United States Court of Appeals, Sixth Circuit.
Oct. 28, 1992.
Before KEITH, KENNEDY and NATANIEL R. JONES, Circuit Judges.
PER CURIAM.
Plaintiff, Deborah K. Baker, appeals summary judgment for Defendant, The Meredith Corporation ("WNEM"), on her claims of wrongful discharge and intentional infliction of emotional distress in this diversity case. Finding Baker's evidence insufficient, as a matter of law, to take these matters to a jury, we affirm the decision of the district court.
I. The Case
Baker began her employment with WNEM in June 1970 as a clerk/typist. At the time of her hiring, there was no discussion as to the duration of her employment. She signed no contract of employment. And she was neither told nor given anything in writing to the effect that her employment was terminable only for cause.

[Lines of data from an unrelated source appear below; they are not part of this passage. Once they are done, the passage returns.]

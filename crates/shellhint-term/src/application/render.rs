#[cfg(test)]
#[path = "render_test.rs"]
mod tests;

use ratatui::layout::Alignment;
use ratatui::layout::Constraint;
use ratatui::layout::Direction;
use ratatui::layout::Layout;
use ratatui::layout::Rect;
use ratatui::style::Color;
use ratatui::style::Modifier;
use ratatui::style::Style;
use ratatui::text::Line;
use ratatui::text::Span;
use ratatui::widgets::Block;
use ratatui::widgets::BorderType;
use ratatui::widgets::Padding;
use ratatui::widgets::Paragraph;
use ratatui::widgets::Wrap;
use ratatui::Frame;

use crate::domain::models::Banner;
use crate::domain::models::BannerKind;
use crate::domain::models::MenuAction;
use crate::domain::services::AppState;
use crate::domain::services::Phase;
use crate::domain::services::Review;

pub const PRIMARY: Color = Color::Rgb(0x64, 0x6E, 0xE4);
pub const SECONDARY: Color = Color::Rgb(0xFF, 0x53, 0xD8);
pub const DANGER: Color = Color::Rgb(0xFF, 0x53, 0x70);
pub const SUCCESS: Color = Color::Rgb(0x00, 0xCD, 0xB8);
pub const CONTENT: Color = Color::White;

const INPUT_MAX_WIDTH: u16 = 60;
const RESPONSE_MAX_WIDTH: u16 = 40;
const ACTIONS_MAX_WIDTH: u16 = 20;
// Border plus padding on each side.
const FRAME_SIZE: u16 = 4;

fn centered(area: Rect, width: u16, height: u16) -> Rect {
    let width = width.min(area.width);
    let height = height.min(area.height);

    return Rect {
        x: area.x + (area.width - width) / 2,
        y: area.y + (area.height - height) / 2,
        width,
        height,
    };
}

fn text_width(text: &str) -> u16 {
    return u16::try_from(Line::from(text).width()).unwrap_or(u16::MAX);
}

fn wrapped_height(text: &str, width: u16) -> u16 {
    return text_width(text).max(1).div_ceil(width.max(1));
}

fn panel<'a>() -> Block<'a> {
    return Block::bordered()
        .border_type(BorderType::QuadrantInside)
        .border_style(Style::default().fg(PRIMARY))
        .padding(Padding::uniform(1))
        .style(Style::default().bg(PRIMARY).fg(CONTENT));
}

fn banner_style(banner: &Banner) -> Style {
    let bg = match banner.kind {
        BannerKind::Info => SUCCESS,
        BannerKind::Warning => DANGER,
    };

    return Style::default().bg(bg).fg(CONTENT);
}

fn banner_height(banner: Option<&Banner>, width: u16) -> u16 {
    return match banner {
        Some(banner) => wrapped_height(&banner.text, width.saturating_sub(2)),
        None => 0,
    };
}

fn render_banner(frame: &mut Frame, banner: Option<&Banner>, area: Rect) {
    let Some(banner) = banner else {
        return;
    };

    frame.render_widget(
        Paragraph::new(banner.text.as_str())
            .style(banner_style(banner))
            .block(Block::default().padding(Padding::horizontal(1)))
            .wrap(Wrap { trim: true }),
        area,
    );
}

/// Splits a centred box into the banner row(s) and the content below it.
fn place(frame: &Frame, banner: Option<&Banner>, width: u16, content_height: u16) -> (Rect, Rect) {
    let area = frame.area();
    let width = width.min(area.width);
    let banner_height = banner_height(banner, width);
    let outer = centered(area, width, banner_height.saturating_add(content_height));

    let rows = Layout::default()
        .direction(Direction::Vertical)
        .constraints([
            Constraint::Length(banner_height),
            Constraint::Length(content_height),
        ])
        .split(outer);

    return (rows[0], rows[1]);
}

fn render_editing(frame: &mut Frame, state: &AppState) {
    let width = INPUT_MAX_WIDTH.min(frame.area().width);
    let (banner_area, content_area) = place(frame, state.banner.as_ref(), width, 2 + FRAME_SIZE);
    render_banner(frame, state.banner.as_ref(), banner_area);

    let block = panel();
    let inner = block.inner(content_area);
    frame.render_widget(block, content_area);

    let rows = Layout::default()
        .direction(Direction::Vertical)
        .constraints([Constraint::Length(1), Constraint::Length(1)])
        .split(inner);
    frame.render_widget(Paragraph::new("Input:"), rows[0]);

    let mut input = state.input.clone();
    input.set_style(Style::default().bg(PRIMARY).fg(CONTENT));
    input.set_cursor_line_style(Style::default());
    input.set_placeholder_style(
        Style::default()
            .bg(PRIMARY)
            .fg(CONTENT)
            .add_modifier(Modifier::DIM),
    );
    frame.render_widget(&input, rows[1]);
}

fn render_awaiting(frame: &mut Frame, state: &AppState) {
    let spinner = state.spinner_frame();
    let banner = state.banner.as_ref();
    let width = banner
        .map(|e| text_width(&e.text).saturating_add(2))
        .unwrap_or(0)
        .max(text_width(spinner));
    let area = centered(frame.area(), width, banner_height(banner, width).saturating_add(1));

    let rows = Layout::default()
        .direction(Direction::Vertical)
        .constraints([Constraint::Length(1), Constraint::Min(0)])
        .split(area);

    frame.render_widget(
        Paragraph::new(spinner)
            .style(Style::default().fg(PRIMARY))
            .alignment(Alignment::Center),
        rows[0],
    );
    render_banner(frame, banner, rows[1]);
}

fn render_reviewing(frame: &mut Frame, state: &AppState, review: &Review) {
    let area = frame.area();
    let suggestion = &review.suggestion;
    let parts = [
        "Suggested command:",
        suggestion.command.as_str(),
        "Description:",
        suggestion.description.as_str(),
    ];

    let widest = parts.iter().map(|e| text_width(e)).max().unwrap_or(0);
    let response_width = widest.min(RESPONSE_MAX_WIDTH).min(area.width / 2).max(1);
    let actions_width = (area.width / 3).min(ACTIONS_MAX_WIDTH).max(1);

    // Very long text on a narrow terminal must clamp, not overflow.
    let response_lines = parts
        .iter()
        .map(|e| wrapped_height(e, response_width))
        .fold(0u16, |acc, e| acc.saturating_add(e));
    let actions_lines = u16::try_from(MenuAction::all().len()).unwrap_or(u16::MAX);
    let content_height = response_lines.max(actions_lines).saturating_add(FRAME_SIZE);
    let total_width = response_width + actions_width + 2 * FRAME_SIZE;

    let (banner_area, content_area) = place(frame, state.banner.as_ref(), total_width, content_height);
    render_banner(frame, state.banner.as_ref(), banner_area);

    let columns = Layout::default()
        .direction(Direction::Horizontal)
        .constraints([
            Constraint::Length(response_width + FRAME_SIZE),
            Constraint::Length(actions_width + FRAME_SIZE),
        ])
        .split(content_area);

    let label = Style::default()
        .add_modifier(Modifier::ITALIC)
        .add_modifier(Modifier::DIM);
    let response = vec![
        Line::from(Span::styled(parts[0], label)),
        Line::from(parts[1]),
        Line::from(Span::styled(parts[2], label)),
        Line::from(parts[3]),
    ];
    frame.render_widget(
        Paragraph::new(response)
            .block(panel())
            .wrap(Wrap { trim: false }),
        columns[0],
    );

    let menu: Vec<Line> = MenuAction::all()
        .into_iter()
        .map(|action| {
            let mut style = Style::default();
            if action == review.selected {
                style = style.bg(SECONDARY).fg(CONTENT);
            }
            let label = format!("{:<width$}", action.label(), width = actions_width as usize);
            return Line::from(Span::styled(label, style));
        })
        .collect();
    frame.render_widget(Paragraph::new(menu).block(panel()), columns[1]);
}

/// Draws the current state. Pure with respect to `state`.
pub fn render(frame: &mut Frame, state: &AppState) {
    match &state.phase {
        Phase::Editing => render_editing(frame, state),
        Phase::Awaiting => render_awaiting(frame, state),
        Phase::Reviewing(review) => render_reviewing(frame, state, review),
    }
}
//! What a persona remembers about a user.
//!
//! | Method | Path                                     | Notes                      |
//! |--------|------------------------------------------|----------------------------|
//! | `GET`  | `/memory/{user_id}/{persona_id}`         | `{memory, intimacy}`       |
//! | `POST` | `/memory/{user_id}/{persona_id}/facts`   | `{fact}`                   |
//! | `GET`  | `/history/{user_id}/{persona_id}`        | `?limit=` (default 50)     |

use axum::{
  Json,
  extract::{Path, Query, State},
};
use polichat_core::{
  intimacy::Intimacy,
  memory::{ChatRecord, UserMemory},
  store::PolichatStore,
};
use serde::{Deserialize, Serialize};

use crate::{AppState, error::ApiError};

pub const DEFAULT_HISTORY: usize = 50;
pub const MAX_HISTORY: usize = 200;

#[derive(Debug, Serialize, Deserialize)]
pub struct MemoryView {
  pub memory:   Option<UserMemory>,
  pub intimacy: Intimacy,
}

#[derive(Debug, Deserialize)]
pub struct FactBody {
  pub fact: String,
}

#[derive(Debug, Deserialize)]
pub struct HistoryQuery {
  pub limit: Option<usize>,
}

pub async fn get_one<S>(
  State(state): State<AppState<S>>,
  Path((user_id, persona_id)): Path<(String, String)>,
) -> Result<Json<MemoryView>, ApiError>
where
  S: PolichatStore + 'static,
{
  let memory = state.store.get_memory(&user_id, &persona_id).await.map_err(ApiError::store)?;
  let intimacy = state.store.get_intimacy(&user_id, &persona_id).await.map_err(ApiError::store)?;
  Ok(Json(MemoryView { memory, intimacy }))
}

pub async fn add_fact<S>(
  State(state): State<AppState<S>>,
  Path((user_id, persona_id)): Path<(String, String)>,
  Json(body): Json<FactBody>,
) -> Result<Json<UserMemory>, ApiError>
where
  S: PolichatStore + 'static,
{
  let fact = body.fact.trim();
  if fact.is_empty() {
    return Err(ApiError::BadRequest("fact must not be empty".into()));
  }
  state
    .store
    .add_memory_fact(&user_id, &persona_id, fact)
    .await
    .map(Json)
    .map_err(ApiError::store)
}

pub async fn history<S>(
  State(state): State<AppState<S>>,
  Path((user_id, persona_id)): Path<(String, String)>,
  Query(q): Query<HistoryQuery>,
) -> Result<Json<Vec<ChatRecord>>, ApiError>
where
  S: PolichatStore + 'static,
{
  let limit = q.limit.unwrap_or(DEFAULT_HISTORY).clamp(1, MAX_HISTORY);
  state
    .store
    .recent_chat(&user_id, &persona_id, limit)
    .await
    .map(Json)
    .map_err(ApiError::store)
}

Throughout the course of her employment, Baker received written job appraisals from her various supervisors. Nowhere in these appraisals was termination only for cause mentioned. At no other time during her employment did Baker receive any written material specifically to this effect.
Through a series of promotions resulting from meritorious job performance, Baker attained the position of traffic administrator in 1988. In 1989, things soured for Baker at WNEM when she was assigned a new supervisor, Gary Rivard. The two simply did not get along.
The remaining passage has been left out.